Susan G. Komen and the American Association on Health and Disability (AAHD) have worked together to address and remove barriers to screening and treatment for women with disabilities.

Komen and AAHD:

  • Launched Project Accessibility USA to change the status quo for women with disabilities and ensure access to quality breast cancer care for all.
  • Launched Project Accessibility: Removing Barriers for Women with Disabilities to improve access to care for women living with disabilities in our nation’s capital.
  • Developed a free, online Breast Health Accessibility Resource Portal with materials to help Komen grantees around the globe improve their ability to care for women with disabilities.

Recently, AAHD has been awarded a two-year grant to continue their work to address barriers for women with disabilities in Washington, D.C. through our National Capital Region Community Grants Program. Primarily, this program will target women with disabilities living in Wards 2, 5, 7, and 8 in the District of Columbia. The goal of the current project – Breast Cancer Awareness for Women with Disabilities – is to help reduce breast cancer disparities for women with disabilities by targeting the community, and health care providers in mammography screening facilities. AAHD plans to accomplish this through the dissemination of breast health educational materials, one-on-one education about breast health and by conducting accessibility assessments at screening facilities to determine the structural barriers that prevent women with disabilities from receiving their mammogram.

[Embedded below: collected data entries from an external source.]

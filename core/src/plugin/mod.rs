//! Collector Plugin SPI and the registry that owns installed plugins
//! (spec §4.1, §4.2).

mod registry;
mod traits;

pub use registry::{PluginRegistry, RegistryError};
pub use traits::{Collector, CollectorContext, PluginMeta};
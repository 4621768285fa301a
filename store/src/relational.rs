//! Convenience bundle opening one SQLite connection and handing out the
//! four relational repositories that share it.

use rusqlite::Connection;
use std::path::Path;
use std::sync::Arc;
use tokio::sync::Mutex;

use crate::error::StorageResult;
use crate::item_store::SqliteItemStore;
use crate::run_store::SqliteRunStore;
use crate::topic_store::SqliteTopicStore;
use crate::trend_store::SqliteTrendStore;

pub struct RelationalStore {
    pub items: SqliteItemStore,
    pub topics: SqliteTopicStore,
    pub trends: SqliteTrendStore,
    pub runs: SqliteRunStore,
}

impl RelationalStore {
    pub fn open(path: impl AsRef<Path>) -> StorageResult<Self> {
        let conn = Arc::new(Mutex::new(Connection::open(path)?));
        Self::from_connection(conn)
    }

    pub fn open_in_memory() -> StorageResult<Self> {
        let conn = Arc::new(Mutex::new(Connection::open_in_memory()?));
        Self::from_connection(conn)
    }

    fn from_connection(conn: Arc<Mutex<Connection>>) -> StorageResult<Self> {
        let items = SqliteItemStore::from_shared(Arc::clone(&conn))?;
        let topics = SqliteTopicStore::new(Arc::clone(&conn))?;
        let trends = SqliteTrendStore::new(Arc::clone(&conn))?;
        let runs = SqliteRunStore::new(conn)?;
        Ok(Self { items, topics, trends, runs })
    }
}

Removing barriers to screening

Many barriers may make it hard for some women to get breast cancer screening and follow-up on abnormal mammograms.

Increasing access, awareness and sensitivity may help remove some barriers (especially for poor and uninsured women). This includes [78,109-110]:

  • Improving access to mammography and primary care
  • Removing financial barriers
  • Removing language barriers
  • Community education (such as health campaigns that address negative beliefs and feelings about mammography)
  • Ensuring health care providers working with women from different communities and cultures are sensitive to their needs. (When a provider does not recommend a mammogram, some women do not feel they need one.).

If you are 40 years or older (and not at higher risk of breast cancer) and your provider does not bring up mammography, ask him/her to talk with you about screening and when and how often you should get a mammogram.